◆ What is being asked ◆
The data is to be set down once more, exactly as it reads.

#### Supplied entries ####

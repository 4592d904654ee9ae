use std::fmt;
use std::fmt::{Display, Formatter};

/// The five columns every sales sheet must carry.
#[derive(Debug, Clone, Copy, Eq, PartialEq, Hash)]
pub enum Column {
    Date,
    Seller,
    Product,
    Quantity,
    Price
}

impl Column {
    pub const REQUIRED: [Column; 5] = [
        Column::Date,
        Column::Seller,
        Column::Product,
        Column::Quantity,
        Column::Price
    ];

    /// Canonical header name.
    pub fn name(self) -> &'static str {
        match self {
            Column::Date => "date",
            Column::Seller => "seller",
            Column::Product => "product",
            Column::Quantity => "quantity",
            Column::Price => "price"
        }
    }

    /// Legacy Spanish header accepted in place of the canonical name.
    fn alias(self) -> &'static str {
        match self {
            Column::Date => "fecha",
            Column::Seller => "vendedor",
            Column::Product => "producto",
            Column::Quantity => "cantidad",
            Column::Price => "precio"
        }
    }

    /// Case-insensitive header match against the canonical name or its alias.
    pub fn matches(self, header: &str) -> bool {
        let header = header.trim();
        header.eq_ignore_ascii_case(self.name()) || header.eq_ignore_ascii_case(self.alias())
    }
}

impl Display for Column {
    fn fmt(&self, formatter: &mut Formatter<'_>) -> fmt::Result {
        formatter.write_str(self.name())
    }
}
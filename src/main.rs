use std::env;
use std::io::stderr;
use std::process::exit;
use std::time::Instant;

use anyhow::Result;
use tracing::info;
use tracing::level_filters::LevelFilter;
use tracing_subscriber::layer::SubscriberExt;
use tracing_subscriber::util::SubscriberInitExt;
use tracing_subscriber::{fmt, Layer};

use sales_report::config::{LOG_LEVEL_VAR, USAGE};
use sales_report::presentation::SummaryView;
use sales_report::{Invocation, Orchestrator, ReportConfig, ReportJob};

#[tokio::main]
async fn main() -> Result<()> {
    let args: Vec<String> = env::args().skip(1).collect();

    let invocation = match Invocation::from_args(args.as_slice()) {
        Ok(invocation) => invocation,
        Err(error) => {
            eprintln!("{error}");
            eprintln!("{USAGE}");
            eprintln!("Dates use YYYY-MM-DD. Set {LOG_LEVEL_VAR} to error, warn, info, debug or trace for logging.");
            exit(1);
        }
    };

    let log_level = env::var(LOG_LEVEL_VAR)
        .map(|level| parse_log_level(&level)).unwrap_or(LevelFilter::ERROR);

    setup_logging(log_level);

    let orchestrator = Orchestrator::new(ReportConfig::default());

    let timer = Instant::now();
    let result = ReportJob::spawn(orchestrator, invocation.into_request()).wait().await;
    let duration = timer.elapsed();

    match result {
        Ok(report) => {
            info!("Generated report in: {duration:?}");

            for (label, value) in SummaryView::from(&report.summary).fields() {
                info!("{label}: {value}");
            }

            println!("{}", report.path.display());
            Ok(())
        }
        Err(error) => {
            eprintln!("Error: {error}");
            exit(1);
        }
    }
}

fn parse_log_level(level: &str) -> LevelFilter {
    match level.to_lowercase().as_str() {
        "trace" => LevelFilter::TRACE,
        "debug" => LevelFilter::DEBUG,
        "info" => LevelFilter::INFO,
        "warn" => LevelFilter::WARN,
        "error" => LevelFilter::ERROR,
        _ => {
            eprintln!("Invalid log level '{}', defaulting to 'error'", level);
            LevelFilter::ERROR
        }
    }
}

fn setup_logging(level: LevelFilter) {
    //NOTE: stdout carries only the report path, so logging goes to stderr
    let terminal_log = fmt::layer()
        .with_target(false)
        .with_writer(stderr)
        .with_filter(level);

    tracing_subscriber::registry()
        .with(terminal_log)
        .init();
}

####

◆ Worked solution ◆
repository 4592d904654ee9ae
use std::fmt;
use std::fmt::{Display, Formatter};

/// The five columns every sales sheet must carry.
#[derive(Debug, Clone, Copy, Eq, PartialEq, Hash)]
pub enum Column {
    Date,
    Seller,
    Product,
    Quantity,
    Price
}

impl Column {
    pub const REQUIRED: [Column; 5] = [
        Column::Date,
        Column::Seller,
        Column::Product,
        Column::Quantity,
        Column::Price
    ];

    /// Canonical header name.
    pub fn name(self) -> &'static str {
        match self {
            Column::Date => "date",
            Column::Seller => "seller",
            Column::Product => "product",
            Column::Quantity => "quantity",
            Column::Price => "price"
        }
    }

    /// Legacy Spanish header accepted in place of the canonical name.
    fn alias(self) -> &'static str {
        match self {
            Column::Date => "fecha",
            Column::Seller => "vendedor",
            Column::Product => "producto",
            Column::Quantity => "cantidad",
            Column::Price => "precio"
        }
    }

    /// Case-insensitive header match against the canonical name or its alias.
    pub fn matches(self, header: &str) -> bool {
        let header = header.trim();
        header.eq_ignore_ascii_case(self.name()) || header.eq_ignore_ascii_case(self.alias())
    }
}

impl Display for Column {
    fn fmt(&self, formatter: &mut Formatter<'_>) -> fmt::Result {
        formatter.write_str(self.name())
    }
}
filename src/main.rs
use std::env;
use std::io::stderr;
use std::process::exit;
use std::time::Instant;

use anyhow::Result;
use tracing::info;
use tracing::level_filters::LevelFilter;
use tracing_subscriber::layer::SubscriberExt;
use tracing_subscriber::util::SubscriberInitExt;
use tracing_subscriber::{fmt, Layer};

use sales_report::config::{LOG_LEVEL_VAR, USAGE};
use sales_report::presentation::SummaryView;
use sales_report::{Invocation, Orchestrator, ReportConfig, ReportJob};

#[tokio::main]
async fn main() -> Result<()> {
    let args: Vec<String> = env::args().skip(1).collect();

    let invocation = match Invocation::from_args(args.as_slice()) {
        Ok(invocation) => invocation,
        Err(error) => {
            eprintln!("{error}");
            eprintln!("{USAGE}");
            eprintln!("Dates use YYYY-MM-DD. Set {LOG_LEVEL_VAR} to error, warn, info, debug or trace for logging.");
            exit(1);
        }
    };

    let log_level = env::var(LOG_LEVEL_VAR)
        .map(|level| parse_log_level(&level)).unwrap_or(LevelFilter::ERROR);

    setup_logging(log_level);

    let orchestrator = Orchestrator::new(ReportConfig::default());

    let timer = Instant::now();
    let result = ReportJob::spawn(orchestrator, invocation.into_request()).wait().await;
    let duration = timer.elapsed();

    match result {
        Ok(report) => {
            info!("Generated report in: {duration:?}");

            for (label, value) in SummaryView::from(&report.summary).fields() {
                info!("{label}: {value}");
            }

            println!("{}", report.path.display());
            Ok(())
        }
        Err(error) => {
            eprintln!("Error: {error}");
            exit(1);
        }
    }
}

fn parse_log_level(level: &str) -> LevelFilter {
    match level.to_lowercase().as_str() {
        "trace" => LevelFilter::TRACE,
        "debug" => LevelFilter::DEBUG,
        "info" => LevelFilter::INFO,
        "warn" => LevelFilter::WARN,
        "error" => LevelFilter::ERROR,
        _ => {
            eprintln!("Invalid log level '{}', defaulting to 'error'", level);
            LevelFilter::ERROR
        }
    }
}

fn setup_logging(level: LevelFilter) {
    //NOTE: stdout carries only the report path, so logging goes to stderr
    let terminal_log = fmt::layer()
        .with_target(false)
        .with_writer(stderr)
        .with_filter(level);

    tracing_subscriber::registry()
        .with(terminal_log)
        .init();
}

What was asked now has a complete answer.